Aim of the exercise →
From the entries that follow, extract each line holding the string "slot".

(Recorded data)
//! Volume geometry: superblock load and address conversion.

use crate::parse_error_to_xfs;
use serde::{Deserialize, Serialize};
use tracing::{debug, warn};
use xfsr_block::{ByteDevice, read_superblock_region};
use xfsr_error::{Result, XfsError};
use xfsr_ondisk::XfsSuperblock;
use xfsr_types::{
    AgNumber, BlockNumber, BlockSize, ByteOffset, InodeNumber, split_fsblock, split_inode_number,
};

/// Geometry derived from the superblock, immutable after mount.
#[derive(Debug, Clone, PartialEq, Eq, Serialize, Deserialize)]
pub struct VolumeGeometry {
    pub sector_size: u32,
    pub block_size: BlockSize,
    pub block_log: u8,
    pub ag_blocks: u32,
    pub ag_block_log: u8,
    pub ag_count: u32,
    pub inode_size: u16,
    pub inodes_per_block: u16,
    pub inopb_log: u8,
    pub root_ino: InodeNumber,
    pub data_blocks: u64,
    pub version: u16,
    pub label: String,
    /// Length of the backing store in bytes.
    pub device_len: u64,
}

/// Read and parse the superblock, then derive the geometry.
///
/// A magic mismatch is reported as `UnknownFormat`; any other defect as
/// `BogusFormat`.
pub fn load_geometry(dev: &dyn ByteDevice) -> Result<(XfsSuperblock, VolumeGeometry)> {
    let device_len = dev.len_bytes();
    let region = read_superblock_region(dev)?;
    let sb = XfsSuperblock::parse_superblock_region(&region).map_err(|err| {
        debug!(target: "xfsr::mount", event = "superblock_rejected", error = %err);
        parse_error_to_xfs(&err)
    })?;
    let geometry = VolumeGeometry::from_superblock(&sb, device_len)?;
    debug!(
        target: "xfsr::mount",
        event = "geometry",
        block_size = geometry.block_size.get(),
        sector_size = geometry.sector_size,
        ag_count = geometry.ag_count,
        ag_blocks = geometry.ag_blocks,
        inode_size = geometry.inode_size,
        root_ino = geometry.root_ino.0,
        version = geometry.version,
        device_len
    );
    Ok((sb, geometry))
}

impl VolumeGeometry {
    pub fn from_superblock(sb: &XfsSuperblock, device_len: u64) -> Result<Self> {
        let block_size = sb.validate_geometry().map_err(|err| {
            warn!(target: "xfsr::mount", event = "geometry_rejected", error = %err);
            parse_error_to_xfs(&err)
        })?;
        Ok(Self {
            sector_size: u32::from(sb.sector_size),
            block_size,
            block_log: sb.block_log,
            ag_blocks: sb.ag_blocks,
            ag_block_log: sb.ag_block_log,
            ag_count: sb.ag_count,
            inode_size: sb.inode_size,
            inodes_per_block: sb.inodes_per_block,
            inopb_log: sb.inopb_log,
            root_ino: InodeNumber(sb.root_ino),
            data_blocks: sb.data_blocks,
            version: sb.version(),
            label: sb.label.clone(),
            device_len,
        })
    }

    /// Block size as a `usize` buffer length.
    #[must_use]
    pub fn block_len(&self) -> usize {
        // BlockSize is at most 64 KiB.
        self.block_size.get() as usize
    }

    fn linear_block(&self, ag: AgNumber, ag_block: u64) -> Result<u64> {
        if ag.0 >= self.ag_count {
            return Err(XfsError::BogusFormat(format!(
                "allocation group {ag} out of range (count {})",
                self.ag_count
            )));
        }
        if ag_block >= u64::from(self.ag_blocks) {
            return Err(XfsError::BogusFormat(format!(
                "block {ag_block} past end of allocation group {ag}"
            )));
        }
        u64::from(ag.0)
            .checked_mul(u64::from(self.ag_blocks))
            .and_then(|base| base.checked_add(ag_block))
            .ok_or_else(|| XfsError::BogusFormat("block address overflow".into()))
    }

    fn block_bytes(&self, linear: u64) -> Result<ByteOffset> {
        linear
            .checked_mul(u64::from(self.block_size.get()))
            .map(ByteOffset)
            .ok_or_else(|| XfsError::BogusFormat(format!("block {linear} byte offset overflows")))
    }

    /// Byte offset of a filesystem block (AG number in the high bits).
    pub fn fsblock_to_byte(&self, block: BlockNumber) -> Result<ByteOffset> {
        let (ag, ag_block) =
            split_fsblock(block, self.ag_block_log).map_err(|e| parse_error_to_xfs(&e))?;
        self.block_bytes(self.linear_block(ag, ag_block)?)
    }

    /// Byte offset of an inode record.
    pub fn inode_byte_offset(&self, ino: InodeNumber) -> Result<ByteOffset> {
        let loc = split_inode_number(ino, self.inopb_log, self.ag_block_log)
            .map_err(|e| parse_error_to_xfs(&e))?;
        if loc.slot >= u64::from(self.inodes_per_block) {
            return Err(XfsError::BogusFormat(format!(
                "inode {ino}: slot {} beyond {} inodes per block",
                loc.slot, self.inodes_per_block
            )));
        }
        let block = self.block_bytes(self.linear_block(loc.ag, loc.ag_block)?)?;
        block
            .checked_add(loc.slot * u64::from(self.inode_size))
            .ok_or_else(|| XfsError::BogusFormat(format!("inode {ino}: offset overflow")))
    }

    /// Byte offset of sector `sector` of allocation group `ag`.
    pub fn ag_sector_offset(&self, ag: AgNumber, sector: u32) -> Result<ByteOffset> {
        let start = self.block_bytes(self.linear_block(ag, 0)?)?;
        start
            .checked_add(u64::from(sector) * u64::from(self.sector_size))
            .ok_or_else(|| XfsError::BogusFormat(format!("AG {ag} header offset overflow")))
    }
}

Expected output →
        if loc.slot >= u64::from(self.inodes_per_block) {
                "inode {ino}: slot {} beyond {} inodes per block",
                loc.slot, self.inodes_per_block
            .checked_add(loc.slot * u64::from(self.inode_size))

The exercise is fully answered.